Arroz para todos los gustos

Descubre algunos de los mejores restaurantes arroceros de Barcelona.

Seco en paella, de mar y montaña, caldoso, en paella valenciana tradicional, vegetariano, para comer sin ensuciarse o para que te caigan los churretes hasta el codo dando cuenta de las cabezas de los crustáceos. Sea cual sea el arroz que te hace perder el norte, Barcelona está dispuesta a servírtelo (emplatado o directamente de la sartén y con cuchara de madera, tú eliges).



Envalira (Plaça del Sol 13 - Fontana)
Escondido detrás de una puerta de cristales tintados y en una zona no especialmente arrocera, el barrio de Gràcia, podemos encontrar uno de los mejores arroces de Barcelona. En Envalira lo preparan de tres maneras que incluyen pescado y marisco: como paella especial, arroz a la marinera o arroz negro. Pero muchos vamos en busca de su arroz a la milanesa, elaborado con un caldo de los que dejan los labios pegados y una generosa cantidad de queso. Si están de temporada, no dejes de pedir como entrantes unas alcachofas, cortadas en finas chips y fritas con excelencia.

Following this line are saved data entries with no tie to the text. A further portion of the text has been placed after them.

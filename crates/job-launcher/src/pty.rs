//! Child process attached to a pseudo-terminal.
//!
//! Tools that prompt for secrets only do so on a terminal, so every launched
//! child gets one. Output is read on a dedicated thread and delivered as raw
//! chunks over a channel; the supervising loop waits on it with a timeout.

use std::collections::BTreeMap;
use std::io::{Read, Write};
use std::path::Path;
use std::time::Duration;

use nix::sys::signal::{killpg, Signal};
use nix::unistd::Pid;
use portable_pty::{native_pty_system, Child, ChildKiller, CommandBuilder, MasterPty, PtySize};
use tokio::sync::mpsc;

use crate::error::{LaunchError, LaunchResult};

/// Result of waiting for output.
#[derive(Debug, PartialEq, Eq)]
pub enum Output {
    Chunk(Vec<u8>),
    /// Nothing arrived within the timeout.
    Idle,
    /// The terminal closed; no more output will arrive.
    Closed,
}

pub struct PtyProcess {
    child: Box<dyn Child + Send + Sync>,
    writer: Box<dyn Write + Send>,
    // Keeps the terminal open for the reader thread.
    _master: Box<dyn MasterPty + Send>,
    output: mpsc::UnboundedReceiver<Vec<u8>>,
    pid: Option<u32>,
}

impl PtyProcess {
    /// Spawn `argv` with exactly `env` as its environment.
    pub fn spawn(argv: &[String], cwd: &Path, env: &BTreeMap<String, String>) -> LaunchResult<Self> {
        let (program, args) = argv
            .split_first()
            .ok_or_else(|| LaunchError::Invalid("empty command line".to_string()))?;

        let pair = native_pty_system()
            .openpty(PtySize {
                rows: 24,
                cols: 200,
                pixel_width: 0,
                pixel_height: 0,
            })
            .map_err(|e| LaunchError::Spawn(format!("Failed to open PTY: {}", e)))?;

        let mut cmd = CommandBuilder::new(program);
        cmd.args(args);
        cmd.cwd(cwd);
        cmd.env_clear();
        for (key, value) in env {
            cmd.env(key, value);
        }

        let child = pair
            .slave
            .spawn_command(cmd)
            .map_err(|e| LaunchError::Spawn(format!("{}: {}", program, e)))?;

        // Drop the slave so the reader sees EOF once the child exits
        drop(pair.slave);

        let mut reader = pair
            .master
            .try_clone_reader()
            .map_err(|e| LaunchError::Spawn(format!("Failed to read PTY: {}", e)))?;
        let writer = pair
            .master
            .take_writer()
            .map_err(|e| LaunchError::Spawn(format!("Failed to write PTY: {}", e)))?;

        let (tx, output) = mpsc::unbounded_channel();
        std::thread::spawn(move || {
            let mut buf = [0u8; 4096];
            loop {
                match reader.read(&mut buf) {
                    Ok(0) | Err(_) => break,
                    Ok(n) => {
                        if tx.send(buf[..n].to_vec()).is_err() {
                            break;
                        }
                    }
                }
            }
        });

        let pid = child.process_id();
        tracing::debug!(pid = ?pid, program = %program, "Spawned child on PTY");

        Ok(Self {
            child,
            writer,
            _master: pair.master,
            output,
            pid,
        })
    }

    pub fn pid(&self) -> Option<u32> {
        self.pid
    }

    /// Wait up to `timeout` for the next output chunk.
    pub async fn next_output(&mut self, timeout: Duration) -> Output {
        match tokio::time::timeout(timeout, self.output.recv()).await {
            Ok(Some(chunk)) => Output::Chunk(chunk),
            Ok(None) => Output::Closed,
            Err(_) => Output::Idle,
        }
    }

    /// Send one line of input, as if typed.
    pub fn write_line(&mut self, line: &str) -> std::io::Result<()> {
        self.writer.write_all(line.as_bytes())?;
        self.writer.write_all(b"\n")?;
        self.writer.flush()
    }

    /// Send SIGINT to the child's process group.
    pub fn interrupt(&self) -> nix::Result<()> {
        self.signal(Signal::SIGINT)
    }

    fn signal(&self, signal: Signal) -> nix::Result<()> {
        match self.pid {
            // The child leads its own session on the PTY, so its pid is the group id.
            Some(pid) => killpg(Pid::from_raw(pid as i32), signal),
            None => Err(nix::errno::Errno::ESRCH),
        }
    }

    /// Forcibly terminate the child.
    pub fn kill(&mut self) -> std::io::Result<()> {
        if self.signal(Signal::SIGKILL).is_ok() {
            return Ok(());
        }
        self.child.kill()
    }

    /// Exit code if the child has exited.
    pub fn try_wait(&mut self) -> std::io::Result<Option<u32>> {
        Ok(self.child.try_wait()?.map(|status| status.exit_code()))
    }

    /// Poll until the child exits or `timeout` elapses.
    pub async fn wait_timeout(&mut self, timeout: Duration) -> std::io::Result<Option<u32>> {
        let deadline = tokio::time::Instant::now() + timeout;
        loop {
            if let Some(code) = self.try_wait()? {
                return Ok(Some(code));
            }
            if tokio::time::Instant::now() >= deadline {
                return Ok(None);
            }
            tokio::time::sleep(Duration::from_millis(50)).await;
        }
    }

    /// Output already received but not yet consumed.
    pub fn drain_buffered(&mut self) -> Vec<u8> {
        let mut rest = Vec::new();
        while let Ok(chunk) = self.output.try_recv() {
            rest.extend_from_slice(&chunk);
        }
        rest
    }
}

impl Drop for PtyProcess {
    fn drop(&mut self) {
        if let Ok(None) = self.try_wait() {
            let _ = self.kill();
            let _ = self.child.wait();
        }
    }
}

impl std::fmt::Debug for PtyProcess {
    fn fmt(&self, f: &mut std::fmt::Formatter<'_>) -> std::fmt::Result {
        f.debug_struct("PtyProcess")
            .field("pid", &self.pid)
            .finish_non_exhaustive()
    }
}

#[cfg(test)]
mod tests {
    use super::*;

    fn env() -> BTreeMap<String, String> {
        BTreeMap::from([("PATH".to_string(), "/usr/bin:/bin".to_string())])
    }

    async fn read_until(process: &mut PtyProcess, needle: &str) -> String {
        let mut seen = String::new();
        for _ in 0..100 {
            match process.next_output(Duration::from_millis(100)).await {
                Output::Chunk(chunk) => seen.push_str(&String::from_utf8_lossy(&chunk)),
                Output::Closed => break,
                Output::Idle => {}
            }
            if seen.contains(needle) {
                break;
            }
        }
        seen
    }

    #[tokio::test]
    async fn test_answers_prompt_on_terminal() {
        let argv = vec![
            "/bin/sh".to_string(),
            "-c".to_string(),
            r#"printf 'Password: '; read answer; echo "got-$answer""#.to_string(),
        ];
        let mut process = PtyProcess::spawn(&argv, Path::new("/"), &env()).unwrap();

        let prompt = read_until(&mut process, "Password: ").await;
        assert!(prompt.contains("Password: "));

        process.write_line("hunter2").unwrap();
        let rest = read_until(&mut process, "got-hunter2").await;
        assert!(rest.contains("got-hunter2"));
        assert_eq!(process.wait_timeout(Duration::from_secs(5)).await.unwrap(), Some(0));
    }

    #[tokio::test]
    async fn test_exit_code_is_reported() {
        let argv = vec!["/bin/sh".to_string(), "-c".to_string(), "exit 3".to_string()];
        let mut process = PtyProcess::spawn(&argv, Path::new("/"), &env()).unwrap();
        assert_eq!(process.wait_timeout(Duration::from_secs(5)).await.unwrap(), Some(3));
    }

    #[tokio::test]
    async fn test_interrupt_reaches_child() {
        let argv = vec![
            "/bin/sh".to_string(),
            "-c".to_string(),
            "trap 'exit 7' INT; echo ready; while true; do sleep 0.1; done".to_string(),
        ];
        let mut process = PtyProcess::spawn(&argv, Path::new("/"), &env()).unwrap();
        read_until(&mut process, "ready").await;

        process.interrupt().unwrap();
        let code = process.wait_timeout(Duration::from_secs(5)).await.unwrap();
        assert!(code.is_some());
    }

    #[test]
    fn test_empty_command_is_rejected() {
        let err = PtyProcess::spawn(&[], Path::new("/"), &env()).unwrap_err();
        assert!(matches!(err, LaunchError::Invalid(_)));
    }
}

Señorito (Carrer Manso 54 - Sant Antoni)
No es difícil intuir que Ever Cubilla y Olesya Kuznetsova preparan en su restaurante una excelente versión del plato del que ha tomado prestado el nombre. Su arroz del señorito está pensado para aquellos -insensatos, en nuestra opinión- que no quieren mancharse los dedos (aunque eso implique perderte el placer de chupar la cabeza de las gambas). Nadie en su sano juicio debería irse de allí sin probar los molletes: el de pluma ibérica con pimiento, el de calamares con all i oli negro son altamente adictivos. Un salmorejo rematará el conjunto con arte, y si aún queda un hueco, de cabeza a la torrija.



Terraza Martínez (Carretera de Miramar 38 - Paralel)
En Martínez tienen un arroz buenísimo, acompañado de unas vistas todavía mejores (que no se comen, pero alimentan el espíritu). Lo preparan de nueve maneras diferentes -y también hacen una fideuà-, aunque nosotros nos quedamos con el Cañete, con chipirones y un poco de su tinta, el Martínez con conejo, pollo y verduras o el elaborado con delicadísimas espardeñas de Cadaqués, que sabe a verano en la Costa Brava, a tener sal en pelo y a comer con hambre al volver de la playa. Ofrecen una fórmula de menú completísima por 45 euros: incluye un aperitivo con 3 tapas, ensalada verde, arroz a escoger entre 4 opciones, bebida y postre.



L´arrosseria Xàtiva (Carrer Bordeus 35 - Entença)
Imagínate que es domingo por la tarde y de repente sientes un antojo indescriptible de arroz. Pero de arroz de fiesta, con un buen fondo y en su punto justo de cocción. Y claro, desesperas pensando que lo más parecido que vas a encontrar a esas horas es un arroz a la cubana hecho por ti mismo. Pues nada más lejos de la realidad: en l´Arrosseria Xàtiva abren 365 días al año, mediodía y noche. Allí preparan más de 25 versiones de este cereal: en paella con verduras, carnes, marisco o bacalao y calamares, caldoso con rabo de buey o bogavante y hasta uno con costra, para quitarse el sombrero.



Cheriff (Carrer de Ginebra 17 - Barceloneta)
No hacen falta demasiadas excusas para acercarse a pasear por la Barceloneta, el antiguo barrio de pescadores en el que se preparan, históricamente, algunos de los mejores platos y tapas de la ciudad. El Cheriff está sin duda en el top de los arroceros de la zona: el producto fresco con el que trabaja y su larga trayectoria lo avalan. El que lleva el nombre del restaurante es uno de los más solicitados: tiene cigalas, gambas, sepia, almejas y un sofrito con pimiento verde que tiene muchos fans (y algún que otro detractor). Teniendo en cuenta las dimensiones y la popularidad del local, mejor prevenir y reservar previamente.



Restaurant 7 Portes (Passeig d'Isabel II 14 - Barceloneta)
El clásico al que todos los abuelos de Barcelona siguen yendo a celebrar todo aquello que vale la pena (y en el que los nietos disfrutan tanto o más que ellos). Un pedazo de historia viva de la ciudad que lleva casi 200 años sirviendo algunos de sus mejores arroces: uno de los más emblemáticos es la paella inventada por el abogado Juli Parellada, que cada semana pedía el mismo arroz en el Café Suís. Se trata de un arroz mixto con todos los elementos pelados y sin estorbo, para comerlo directamente con el tenedor como señores bien, y casi sin tener que mirar el plato.